» **REQUIREMENT**: Restate word for word the entries below, starting with the line with "return ParamShift::Incompatible;" and continuing through the line with "let step = |x: f64, y: f64|". Include both of those lines and no others.

» **SUPPLIED DATA**:
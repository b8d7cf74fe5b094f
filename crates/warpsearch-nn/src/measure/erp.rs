use warpsearch_distance::{Erp, TimeSeriesView, distance_to_interval};

use super::{BoundBasis, GRID_SIZE, Measure, ParamShift, Schedule, quarter_band, std_fraction};
use crate::cache::{EnvelopeKey, SeriesStats};
use crate::dataset::Dataset;
use crate::error::NnError;

impl Measure for Erp {
    const NAME: &'static str = "ERP";
    const SCHEDULE: Schedule = Schedule::Descending;
    const KIM_OPS: usize = 2;

    /// 10 gap values from the training standard deviation times 10 band widths.
    /// Index `p` uses gap `p / 10` and band `p % 10`.
    fn grid(train: &Dataset) -> Result<Vec<Self>, NnError> {
        let std = train.value_std();
        let len = train.series_len();
        (0..GRID_SIZE)
            .map(|p| {
                Erp::new(std_fraction(std, p / 10), quarter_band(p % 10, len)).map_err(NnError::from)
            })
            .collect()
    }

    fn shift(&self, next: &Self) -> ParamShift {
        if next.gap() != self.gap() {
            return ParamShift::Incompatible;
        }
        match next.window().cmp(&self.window()) {
            std::cmp::Ordering::Equal => ParamShift::Same,
            std::cmp::Ordering::Less => ParamShift::Tighter,
            std::cmp::Ordering::Greater => ParamShift::Incompatible,
        }
    }

    fn exact_covers(&self, validity: usize, next: &Self) -> bool {
        next.gap() == self.gap() && validity <= next.window() && next.window() <= self.window()
    }

    fn bound_basis(&self) -> BoundBasis {
        BoundBasis::Envelope(EnvelopeKey::gap(self.window(), self.gap()))
    }

    /// The first and last steps of every alignment are each one of a match,
    /// a gap in the query or a gap in the reference.
    fn cheap_bound(
        &self,
        query: TimeSeriesView<'_>,
        _query_stats: &SeriesStats,
        reference: TimeSeriesView<'_>,
        _reference_stats: &SeriesStats,
    ) -> f64 {
        let g = self.gap();
        let step = |x: f64, y: f64| {
            (x - y)
                .powi(2)
                .min((x - g).powi(2))
                .min((y - g).powi(2))
        };
        step(query.first(), reference.first()) + step(query.last(), reference.last())
    }

    fn bound_term(&self, value: f64, lower: f64, upper: f64, _len: usize) -> f64 {
        distance_to_interval(value, lower, upper).powi(2)
    }
}

#[cfg(test)]
mod tests {
    use warpsearch_distance::{ElasticDistance, TimeSeries};

    use super::*;

    #[test]
    fn grid_layout() {
        let train = Dataset::new(vec![vec![1.0, 3.0, 1.0, 3.0]; 2], vec![0, 1]).unwrap();
        let grid = Erp::grid(&train).unwrap();
        assert_eq!(grid.len(), GRID_SIZE);
        // std = 1
        assert!((grid[0].gap() - 0.2).abs() < 1e-12);
        assert_eq!(grid[0].window(), 0);
        assert_eq!(grid[9].window(), 1);
        assert!((grid[99].gap() - 1.0).abs() < 1e-12);
    }

    #[test]
    fn gap_change_is_incompatible() {
        let a = Erp::new(0.5, 4).unwrap();
        let b = Erp::new(0.6, 2).unwrap();
        assert_eq!(a.shift(&b), ParamShift::Incompatible);
        assert!(!a.exact_covers(0, &b));
        let c = Erp::new(0.5, 2).unwrap();
        assert_eq!(a.shift(&c), ParamShift::Tighter);
        assert!(a.exact_covers(2, &c));
    }

    #[test]
    fn kim_never_exceeds_distance() {
        let a = TimeSeries::new(vec![0.0, 3.0, -1.0, 2.0, 1.0]).unwrap();
        let b = TimeSeries::new(vec![1.0, -2.0, 4.0, 0.0, 0.5]).unwrap();
        let sa = SeriesStats::compute(a.as_ref());
        let sb = SeriesStats::compute(b.as_ref());
        for window in 0..5 {
            let erp = Erp::new(0.3, window).unwrap();
            let kim = erp.cheap_bound(a.as_view(), &sa, b.as_view(), &sb);
            assert!(kim <= erp.distance(a.as_view(), b.as_view()));
        }
    }
}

» **EXERCISE ANSWER**:
            return ParamShift::Incompatible;
        }
        match next.window().cmp(&self.window()) {
            std::cmp::Ordering::Equal => ParamShift::Same,
            std::cmp::Ordering::Less => ParamShift::Tighter,
            std::cmp::Ordering::Greater => ParamShift::Incompatible,
        }
    }

    fn exact_covers(&self, validity: usize, next: &Self) -> bool {
        next.gap() == self.gap() && validity <= next.window() && next.window() <= self.window()
    }

    fn bound_basis(&self) -> BoundBasis {
        BoundBasis::Envelope(EnvelopeKey::gap(self.window(), self.gap()))
    }

    /// The first and last steps of every alignment are each one of a match,
    /// a gap in the query or a gap in the reference.
    fn cheap_bound(
        &self,
        query: TimeSeriesView<'_>,
        _query_stats: &SeriesStats,
        reference: TimeSeriesView<'_>,
        _reference_stats: &SeriesStats,
    ) -> f64 {
        let g = self.gap();
        let step = |x: f64, y: f64| {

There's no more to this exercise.